How do I configure this automation for multiple accounts?
Define profiles in config/devices.yaml and config/settings.yaml with per-profile app data dirs. The scheduler assigns jobs round-robin or by affinity rules.
Does it support proxy rotation or anti-detection?
Yes. Configure per-device VPN/proxy endpoints and enable randomized human-like inputs (scroll/tap jitter, dwell variance) plus staggered start times.
Can I schedule it to run periodically?
Yes. Use the built-in dispatcher with cron-style schedules or trigger via webhook; failed jobs auto-retry with bounded backoff.
What export formats are supported?
CSV, JSON, and Parquet out of the box, with optional webhook forwarding to queues or HTTP endpoints.
- Execution Speed: ~120–220 PDPs per device per hour (median), depending on network, device class, and depth settings.
- Success Rate: 95% end-to-end completion on stable device farms with retries enabled.
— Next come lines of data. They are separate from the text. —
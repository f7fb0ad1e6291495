//! Garage Server - HTTP API for cluster node lifecycle
//!
//! This is the main entry point for the server. Cluster directories listed in
//! `GARAGE_CLUSTERS` are loaded at startup; more can be added over the API.
//!
//! The process exits on `POST /shutdown` or Ctrl-C, after in-flight requests
//! have drained.

use std::sync::Arc;

use tracing_subscriber::{layer::SubscriberExt, util::SubscriberInitExt};

use garage_control::{ClusterManager, InteriorRegistry};
use garage_gateway::{create_router, GatewayConfig, GatewayState};

#[tokio::main]
async fn main() -> Result<(), Box<dyn std::error::Error>> {
    // Initialize tracing
    tracing_subscriber::registry()
        .with(
            tracing_subscriber::EnvFilter::try_from_default_env()
                .unwrap_or_else(|_| "info,garage=debug".into()),
        )
        .with(tracing_subscriber::fmt::layer())
        .init();

    tracing::info!("Starting Garage Server");

    let config = GatewayConfig::from_env();
    tracing::info!(
        listen_addr = %config.listen_addr,
        clusters = config.clusters.len(),
        "Server configuration loaded"
    );

    let registry = Arc::new(InteriorRegistry::with_builtin());
    tracing::info!(interiors = ?registry.kinds(), "Interior backends registered");
    let manager = Arc::new(ClusterManager::new(registry));

    for dir in &config.clusters {
        match manager.add(dir).await {
            Ok(cluster) => tracing::info!(cluster = %cluster.name(), "Cluster loaded"),
            Err(e) => tracing::error!(path = %dir.display(), error = %e, "Failed to load cluster"),
        }
    }

    let listen_addr = config.listen_addr.clone();
    let state = GatewayState::new(manager, config);
    let shutdown = state.clone();
    let app = create_router(state);

    tracing::info!(listen_addr = %listen_addr, "Starting HTTP server");
    let listener = tokio::net::TcpListener::bind(&listen_addr).await?;
    axum::serve(listener, app)
        .with_graceful_shutdown(async move {
            tokio::select! {
                () = shutdown.shutdown_requested() => {}
                _ = tokio::signal::ctrl_c() => tracing::info!("Interrupted"),
            }
        })
        .await?;

    tracing::info!("Server stopped");
    Ok(())
}
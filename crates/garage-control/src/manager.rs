//! Registry of clusters.

use std::collections::{BTreeMap, HashMap};
use std::path::{Path, PathBuf};
use std::sync::Arc;

use futures::future::join_all;
use garage_core::ClusterName;
use parking_lot::RwLock;

use crate::cluster::Cluster;
use crate::config::{BackendConfig, ConfigLoader, YamlConfigLoader};
use crate::error::{ControlError, Result};
use crate::interior::InteriorRegistry;
use crate::types::ClusterInfo;

/// Owns every cluster, keyed by name.
pub struct ClusterManager {
    clusters: RwLock<HashMap<ClusterName, Arc<Cluster>>>,
    loader: Arc<dyn ConfigLoader>,
    registry: Arc<InteriorRegistry>,
}

impl ClusterManager {
    /// Create a manager loading `cluster.yml` files.
    #[must_use]
    pub fn new(registry: Arc<InteriorRegistry>) -> Self {
        Self::with_loader(registry, Arc::new(YamlConfigLoader::new()))
    }

    /// Create a manager with a custom configuration loader.
    #[must_use]
    pub fn with_loader(registry: Arc<InteriorRegistry>, loader: Arc<dyn ConfigLoader>) -> Self {
        Self {
            clusters: RwLock::new(HashMap::new()),
            loader,
            registry,
        }
    }

    /// The interior registry shared with every cluster.
    #[must_use]
    pub fn registry(&self) -> &Arc<InteriorRegistry> {
        &self.registry
    }

    /// Load the cluster in `dir` and register it.
    ///
    /// A cluster with the same name is reloaded in place, keeping its live
    /// controllers.
    ///
    /// # Errors
    ///
    /// Returns an error if the configuration cannot be loaded or names an
    /// unknown interior backend.
    pub async fn add(&self, dir: impl AsRef<Path>) -> Result<Arc<Cluster>> {
        let dir = dir.as_ref();
        let config = self.loader.load(dir).await.map_err(|e| {
            tracing::warn!(dir = %dir.display(), error = %e, "Failed to load cluster");
            ControlError::from(e)
        })?;
        self.upsert(config.backend)
    }

    /// Register a cluster that has no directory.
    ///
    /// # Errors
    ///
    /// Returns `ControlError::UnknownInterior` if the backend kind is not
    /// registered.
    pub fn register(&self, config: BackendConfig) -> Result<Arc<Cluster>> {
        self.upsert(config)
    }

    /// Reload every cluster that was loaded from a directory.
    ///
    /// All clusters are reloaded even if some fail.
    ///
    /// # Errors
    ///
    /// Returns the first error after every reload has settled.
    pub async fn reload(&self) -> Result<()> {
        let dirs: Vec<PathBuf> = self
            .clusters
            .read()
            .values()
            .filter_map(|cluster| cluster.basedir())
            .collect();
        tracing::info!(clusters = dirs.len(), "Reloading clusters");

        let results = join_all(dirs.iter().map(|dir| self.add(dir))).await;
        results.into_iter().find_map(Result::err).map_or(Ok(()), Err)
    }

    /// Info of every cluster, keyed by name.
    #[must_use]
    pub fn list(&self) -> BTreeMap<String, ClusterInfo> {
        self.clusters
            .read()
            .values()
            .map(|cluster| (cluster.name().to_string(), cluster.info()))
            .collect()
    }

    /// Look up a cluster by name.
    ///
    /// # Errors
    ///
    /// Returns `ControlError::InvalidId` for a malformed name and
    /// `ControlError::ClusterNotFound` if none is registered.
    pub fn cluster(&self, name: &str) -> Result<Arc<Cluster>> {
        let name = ClusterName::new(name)?;
        self.clusters
            .read()
            .get(&name)
            .cloned()
            .ok_or(ControlError::ClusterNotFound(name))
    }

    /// Number of registered clusters.
    #[must_use]
    pub fn len(&self) -> usize {
        self.clusters.read().len()
    }

    /// Returns true if no cluster is registered.
    #[must_use]
    pub fn is_empty(&self) -> bool {
        self.clusters.read().is_empty()
    }

    fn upsert(&self, config: BackendConfig) -> Result<Arc<Cluster>> {
        if !self.registry.contains(&config.interior) {
            return Err(ControlError::UnknownInterior(config.interior));
        }

        let mut clusters = self.clusters.write();
        if let Some(cluster) = clusters.get(&config.cluster) {
            cluster.reload(config);
            return Ok(Arc::clone(cluster));
        }

        let name = config.cluster.clone();
        tracing::info!(cluster = %name, interior = %config.interior, "Adding cluster");
        let cluster = Arc::new(Cluster::new(config, Arc::clone(&self.registry)));
        clusters.insert(name, Arc::clone(&cluster));
        Ok(cluster)
    }
}

impl std::fmt::Debug for ClusterManager {
    fn fmt(&self, f: &mut std::fmt::Formatter<'_>) -> std::fmt::Result {
        let mut names: Vec<String> = self.clusters.read().keys().map(ToString::to_string).collect();
        names.sort_unstable();
        f.debug_struct("ClusterManager")
            .field("clusters", &names)
            .field("registry", &self.registry)
            .finish_non_exhaustive()
    }
}

#[cfg(test)]
mod tests {
    use super::*;
    use crate::backend::recording::{recording_registry, Taps, KIND};
    use crate::config::{ClusterConfig, ConfigError, CONFIG_FILE};
    use crate::interior::Capabilities;
    use crate::types::{ActionOptions, NodeState};
    use async_trait::async_trait;
    use garage_core::NodeId;
    use parking_lot::Mutex;

    fn manager() -> (ClusterManager, Taps) {
        let (registry, taps) = recording_registry(Capabilities::ALL, true);
        (ClusterManager::new(Arc::new(registry)), taps)
    }

    fn write_config(dir: &Path, body: &str) {
        std::fs::write(dir.join(CONFIG_FILE), body).unwrap();
    }

    #[tokio::test]
    async fn add_twice_updates_in_place() {
        let (manager, taps) = manager();
        let dir = tempfile::tempdir().unwrap();
        write_config(dir.path(), "name: lab\ninterior: recording\n");

        let first = manager.add(dir.path()).await.unwrap();
        first
            .node(NodeId::new("1").unwrap())
            .start(ActionOptions::default())
            .await
            .unwrap();

        write_config(dir.path(), "name: lab\ninterior: recording\nworkdir: work\n");
        let second = manager.add(dir.path()).await.unwrap();

        assert!(Arc::ptr_eq(&first, &second));
        assert_eq!(manager.len(), 1);
        assert!(second.info().adapter.workdir.unwrap().ends_with("work"));
        assert_eq!(
            second.adapter().node_status(&NodeId::new("1").unwrap()).state,
            NodeState::Running
        );
        assert_eq!(taps.len(), 1);
    }

    #[tokio::test]
    async fn add_defaults_name_to_directory() {
        let (manager, _) = manager();
        let root = tempfile::tempdir().unwrap();
        let dir = root.path().join("beta");
        std::fs::create_dir(&dir).unwrap();
        write_config(&dir, "interior: recording\n");

        let cluster = manager.add(&dir).await.unwrap();
        assert_eq!(cluster.name().as_str(), "beta");
        assert!(manager.list().contains_key("beta"));
        assert!(manager.cluster("beta").is_ok());
    }

    #[tokio::test]
    async fn add_rejects_unknown_interior() {
        let (manager, _) = manager();
        let dir = tempfile::tempdir().unwrap();
        write_config(dir.path(), "interior: hypervisor\n");
        assert!(matches!(
            manager.add(dir.path()).await,
            Err(ControlError::UnknownInterior(_))
        ));
        assert!(manager.is_empty());
    }

    #[tokio::test]
    async fn add_reports_config_errors() {
        let (manager, _) = manager();
        let dir = tempfile::tempdir().unwrap();
        write_config(dir.path(), "env: [");
        let err = manager.add(dir.path()).await.unwrap_err();
        assert!(matches!(err, ControlError::Config(ConfigError::Parse { .. })));
        assert_eq!(err.http_status_code(), 400);
    }

    #[test]
    fn unknown_cluster_is_not_found() {
        let (manager, _) = manager();
        assert!(matches!(
            manager.cluster("ghost"),
            Err(ControlError::ClusterNotFound(_))
        ));
        assert!(matches!(manager.cluster(""), Err(ControlError::InvalidId(_))));
    }

    /// Loader that records which directories were loaded.
    #[derive(Default)]
    struct CountingLoader {
        loaded: Mutex<Vec<PathBuf>>,
    }

    #[async_trait]
    impl ConfigLoader for CountingLoader {
        async fn load(&self, dir: &Path) -> std::result::Result<ClusterConfig, ConfigError> {
            self.loaded.lock().push(dir.to_path_buf());
            let name = ClusterName::new(dir.file_name().unwrap().to_string_lossy()).unwrap();
            let mut backend = BackendConfig::new(name.clone(), KIND);
            backend.basedir = Some(dir.to_path_buf());
            Ok(ClusterConfig { name, backend })
        }
    }

    #[tokio::test]
    async fn reload_skips_programmatic_clusters() {
        let (registry, _) = recording_registry(Capabilities::ALL, true);
        let loader = Arc::new(CountingLoader::default());
        let manager = ClusterManager::with_loader(Arc::new(registry), loader.clone());

        manager.add("/clusters/alpha").await.unwrap();
        manager
            .register(BackendConfig::new(ClusterName::new("adhoc").unwrap(), KIND))
            .unwrap();
        assert_eq!(manager.len(), 2);

        loader.loaded.lock().clear();
        manager.reload().await.unwrap();

        assert_eq!(
            *loader.loaded.lock(),
            vec![PathBuf::from("/clusters/alpha")]
        );
        assert_eq!(manager.len(), 2);
    }
}
//! Simulated interior for demos and tests.
//!
//! Every capability is present. Each action reports the state it settles to
//! after the configured delay, unless the node has a fault configured for
//! that action, in which case an error is reported instead.

use std::time::Duration;

use garage_core::NodeId;
use serde_json::json;

use crate::config::BackendConfig;
use crate::error::Result;
use crate::interior::{Capabilities, Interior, Monitor};
use crate::lifecycle::{Action, InteriorState};
use crate::types::ActionOptions;

/// Registry key of this backend.
pub const KIND: &str = "simulated";

/// In-memory interior.
#[derive(Debug)]
pub struct SimulatedInterior {
    node: NodeId,
    delay: Duration,
    fault: Option<Action>,
    current: InteriorState,
    monitor: Monitor,
}

impl SimulatedInterior {
    /// Registry factory.
    ///
    /// # Errors
    ///
    /// Never fails; the signature matches the registry.
    #[allow(clippy::unnecessary_wraps)]
    pub fn create(
        node: &NodeId,
        config: &BackendConfig,
        monitor: Monitor,
    ) -> Result<Box<dyn Interior>> {
        Ok(Box::new(Self::new(node, config, monitor)))
    }

    /// Create an interior for `node`.
    #[must_use]
    pub fn new(node: &NodeId, config: &BackendConfig, monitor: Monitor) -> Self {
        Self {
            node: node.clone(),
            delay: config.simulation.delay(),
            fault: config.simulation.faults.get(node.as_str()).copied(),
            current: InteriorState::Offline,
            monitor,
        }
    }
}

impl Interior for SimulatedInterior {
    fn capabilities(&self) -> Capabilities {
        Capabilities::ALL
    }

    fn invoke(&mut self, action: Action, _opts: &ActionOptions) {
        let monitor = self.monitor.clone();
        let delay = self.delay;

        if self.fault == Some(action) {
            let message = format!("simulated {action} failure on node {}", self.node);
            tokio::spawn(async move {
                tokio::time::sleep(delay).await;
                monitor.error(message);
            });
            return;
        }

        let settled = action.settles_to();
        if let Some(state) = settled {
            self.current = state;
        }
        let status = json!({ "state": self.current.as_str(), "node": self.node.as_str() });

        tokio::spawn(async move {
            tokio::time::sleep(delay).await;
            match settled {
                Some(state) => monitor.state(state),
                None => monitor.status(status),
            }
        });
    }
}
//! Recording interior for tests.
//!
//! Counts invocations per action and lets the test drive reports through the
//! interior's monitor. With [`RecordingInterior::settling`] each invocation
//! immediately reports the state the action settles to.

use std::collections::HashMap;
use std::sync::Arc;

use garage_core::NodeId;
use parking_lot::Mutex;

use crate::config::BackendConfig;
use crate::error::Result;
use crate::interior::{Capabilities, Interior, InteriorRegistry, Monitor, MonitorEvent};
use crate::lifecycle::{Action, InteriorState};
use crate::types::ActionOptions;

/// Registry key used by [`recording_registry`].
pub const KIND: &str = "recording";

#[derive(Debug, Default)]
struct TapState {
    calls: Vec<(Action, ActionOptions)>,
    monitor: Option<Monitor>,
}

/// Shared view of a [`RecordingInterior`].
#[derive(Debug, Clone, Default)]
pub struct InteriorTap {
    inner: Arc<Mutex<TapState>>,
}

impl InteriorTap {
    /// Number of times `action` was invoked.
    #[must_use]
    pub fn count(&self, action: Action) -> usize {
        self.inner.lock().calls.iter().filter(|(a, _)| *a == action).count()
    }

    /// Total number of invocations.
    #[must_use]
    pub fn total(&self) -> usize {
        self.inner.lock().calls.len()
    }

    /// Invocations in order.
    #[must_use]
    pub fn calls(&self) -> Vec<(Action, ActionOptions)> {
        self.inner.lock().calls.clone()
    }

    /// Forget recorded invocations.
    pub fn reset(&self) {
        self.inner.lock().calls.clear();
    }

    /// Send a report through the interior's monitor.
    ///
    /// # Panics
    ///
    /// Panics if the interior was created without a monitor.
    pub fn report(&self, event: MonitorEvent) {
        let monitor = self.inner.lock().monitor.clone();
        monitor.expect("recording interior has no monitor").send(event);
    }

    /// Report a recognized interior state.
    pub fn report_state(&self, state: InteriorState) {
        self.report(MonitorEvent::State(state.as_str().to_string()));
    }
}

/// Interior that records invocations.
#[derive(Debug)]
pub struct RecordingInterior {
    capabilities: Capabilities,
    settle: bool,
    tap: InteriorTap,
}

impl RecordingInterior {
    /// Create an interior with no monitor, for driving a container directly.
    #[must_use]
    pub fn new(capabilities: Capabilities) -> (Self, InteriorTap) {
        let tap = InteriorTap::default();
        (
            Self {
                capabilities,
                settle: false,
                tap: tap.clone(),
            },
            tap,
        )
    }

    /// Create an interior reporting through `monitor`.
    #[must_use]
    pub fn with_monitor(capabilities: Capabilities, monitor: Monitor) -> (Self, InteriorTap) {
        let (interior, tap) = Self::new(capabilities);
        tap.inner.lock().monitor = Some(monitor);
        (interior, tap)
    }

    /// Report the settled state of every action as soon as it is invoked.
    #[must_use]
    pub const fn settling(mut self) -> Self {
        self.settle = true;
        self
    }
}

impl Interior for RecordingInterior {
    fn capabilities(&self) -> Capabilities {
        self.capabilities
    }

    fn invoke(&mut self, action: Action, opts: &ActionOptions) {
        let mut state = self.tap.inner.lock();
        state.calls.push((action, *opts));
        if !self.settle {
            return;
        }
        if let (Some(monitor), Some(settled)) = (&state.monitor, action.settles_to()) {
            monitor.state(settled);
        }
    }
}

/// Taps of every interior created by a [`recording_registry`].
#[derive(Debug, Clone, Default)]
pub struct Taps {
    inner: Arc<Mutex<HashMap<NodeId, InteriorTap>>>,
}

impl Taps {
    /// Tap of the interior created for `node`, if any.
    #[must_use]
    pub fn get(&self, node: &str) -> Option<InteriorTap> {
        self.inner.lock().get(node).cloned()
    }

    /// Number of interiors created.
    #[must_use]
    pub fn len(&self) -> usize {
        self.inner.lock().len()
    }

    /// Returns true if no interior was created.
    #[must_use]
    pub fn is_empty(&self) -> bool {
        self.inner.lock().is_empty()
    }
}

/// Registry with a single `recording` backend, plus access to its taps.
#[must_use]
pub fn recording_registry(capabilities: Capabilities, settle: bool) -> (InteriorRegistry, Taps) {
    let taps = Taps::default();
    let mut registry = InteriorRegistry::new();
    let created = taps.clone();
    registry.register(
        KIND,
        move |node: &NodeId, _config: &BackendConfig, monitor: Monitor| -> Result<Box<dyn Interior>> {
            let (mut interior, tap) = RecordingInterior::with_monitor(capabilities, monitor);
            interior.settle = settle;
            created.inner.lock().insert(node.clone(), tap);
            Ok(Box::new(interior))
        },
    );
    (registry, taps)
}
- Scalability: Proven patterns for 50–300 devices; architecture supports 1,000+ with sharded queues and region-aware scheduling.
- Resource Efficiency: CPU-light controller; I/O-bound operations with adaptive wait strategies to minimize idle time.
- Error Handling: Step-scoped retries, app relaunch, stale-view detection, annotated screenshots, and structured logging with run IDs.